- **Required work**
Starting with the first line of the records, write out each line exactly until you have included the line containing "let (stream, _)".

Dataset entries
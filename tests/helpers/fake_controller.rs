//! In-process controller speaking line-delimited JSON over TCP.
//!
//! Each test drives the controller side explicitly: receive the frames the
//! client sent, reply (possibly out of order), push notifications, or drop
//! the socket.

#![allow(dead_code)]

use std::time::Duration;

use serde_json::{Value, json};
use subline::{Client, ClientConfig};
use tokio::io::{AsyncBufReadExt, AsyncWriteExt, BufReader, Lines};
use tokio::net::TcpListener;
use tokio::net::tcp::{OwnedReadHalf, OwnedWriteHalf};

const RECV_TIMEOUT: Duration = Duration::from_secs(5);

pub struct FakeController {
    listener: TcpListener,
    port: u16,
}

impl FakeController {
    pub async fn bind() -> Self {
        let listener = TcpListener::bind("127.0.0.1:0")
            .await
            .expect("bind fake controller");
        let port = listener.local_addr().expect("local addr").port();
        Self { listener, port }
    }

    pub fn config(&self) -> ClientConfig {
        ClientConfig::new("127.0.0.1", self.port)
    }

    pub async fn accept(&self) -> PeerConnection {
        let (stream, _) = tokio::time::timeout(RECV_TIMEOUT, self.listener.accept())
            .await
            .expect("client should connect")
            .expect("accept");
        let (read_half, write_half) = stream.into_split();
        PeerConnection {
            lines: BufReader::new(read_half).lines(),
            writer: write_half,
        }
    }

    /// Connect a client with `config` and accept its socket.
    pub async fn connect(&self, config: ClientConfig) -> (Client, PeerConnection) {
        let (client, peer) = tokio::join!(Client::connect(config), self.accept());
        (client.expect("client should connect"), peer)
    }
}

/// Controller side of one accepted connection.
pub struct PeerConnection {
    lines: Lines<BufReader<OwnedReadHalf>>,
    writer: OwnedWriteHalf,
}

impl PeerConnection {
    /// Next frame the client wrote, parsed as JSON.
    pub async fn recv(&mut self) -> Value {
        let line = tokio::time::timeout(RECV_TIMEOUT, self.lines.next_line())
            .await
            .expect("client should send a frame")
            .expect("read frame")
            .expect("connection still open");
        serde_json::from_str(&line).expect("client frames are valid JSON")
    }

    /// Whether the client stays quiet for `window`.
    pub async fn is_silent_for(&mut self, window: Duration) -> bool {
        tokio::time::timeout(window, self.lines.next_line())
            .await
            .is_err()
    }

    pub async fn send(&mut self, frame: Value) {
        self.send_raw(&frame.to_string()).await;
    }

    pub async fn send_raw(&mut self, line: &str) {
        self.writer.write_all(line.as_bytes()).await.expect("write frame");
        self.writer.write_all(b"\n").await.expect("write newline");
    }

    /// Reply to `request` with status 200 and the given objects.
    pub async fn reply_ok(&mut self, request: &Value, objects: Value) {
        self.send(json!({
            "messageID": request["messageID"],
            "command": request["command"],
            "response": "200",
            "objectList": objects,
        }))
        .await;
    }

    pub async fn reply_error(&mut self, request: &Value, code: &str, description: &str) {
        self.send(json!({
            "messageID": request["messageID"],
            "command": request["command"],
            "response": code,
            "description": description,
        }))
        .await;
    }

    pub async fn notify(&mut self, topic: &str, params: Value) {
        self.send(json!({
            "command": "NotifyList",
            "objectList": [{"objnam": topic, "params": params}],
        }))
        .await;
    }
}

- **Final answer**
filename tests/helpers/fake_controller.rs
//! In-process controller speaking line-delimited JSON over TCP.
//!
//! Each test drives the controller side explicitly: receive the frames the
//! client sent, reply (possibly out of order), push notifications, or drop
//! the socket.

#![allow(dead_code)]

use std::time::Duration;

use serde_json::{Value, json};
use subline::{Client, ClientConfig};
use tokio::io::{AsyncBufReadExt, AsyncWriteExt, BufReader, Lines};
use tokio::net::TcpListener;
use tokio::net::tcp::{OwnedReadHalf, OwnedWriteHalf};

const RECV_TIMEOUT: Duration = Duration::from_secs(5);

pub struct FakeController {
    listener: TcpListener,
    port: u16,
}

impl FakeController {
    pub async fn bind() -> Self {
        let listener = TcpListener::bind("127.0.0.1:0")
            .await
            .expect("bind fake controller");
        let port = listener.local_addr().expect("local addr").port();
        Self { listener, port }
    }

    pub fn config(&self) -> ClientConfig {
        ClientConfig::new("127.0.0.1", self.port)
    }

    pub async fn accept(&self) -> PeerConnection {
        let (stream, _) = tokio::time::timeout(RECV_TIMEOUT, self.listener.accept())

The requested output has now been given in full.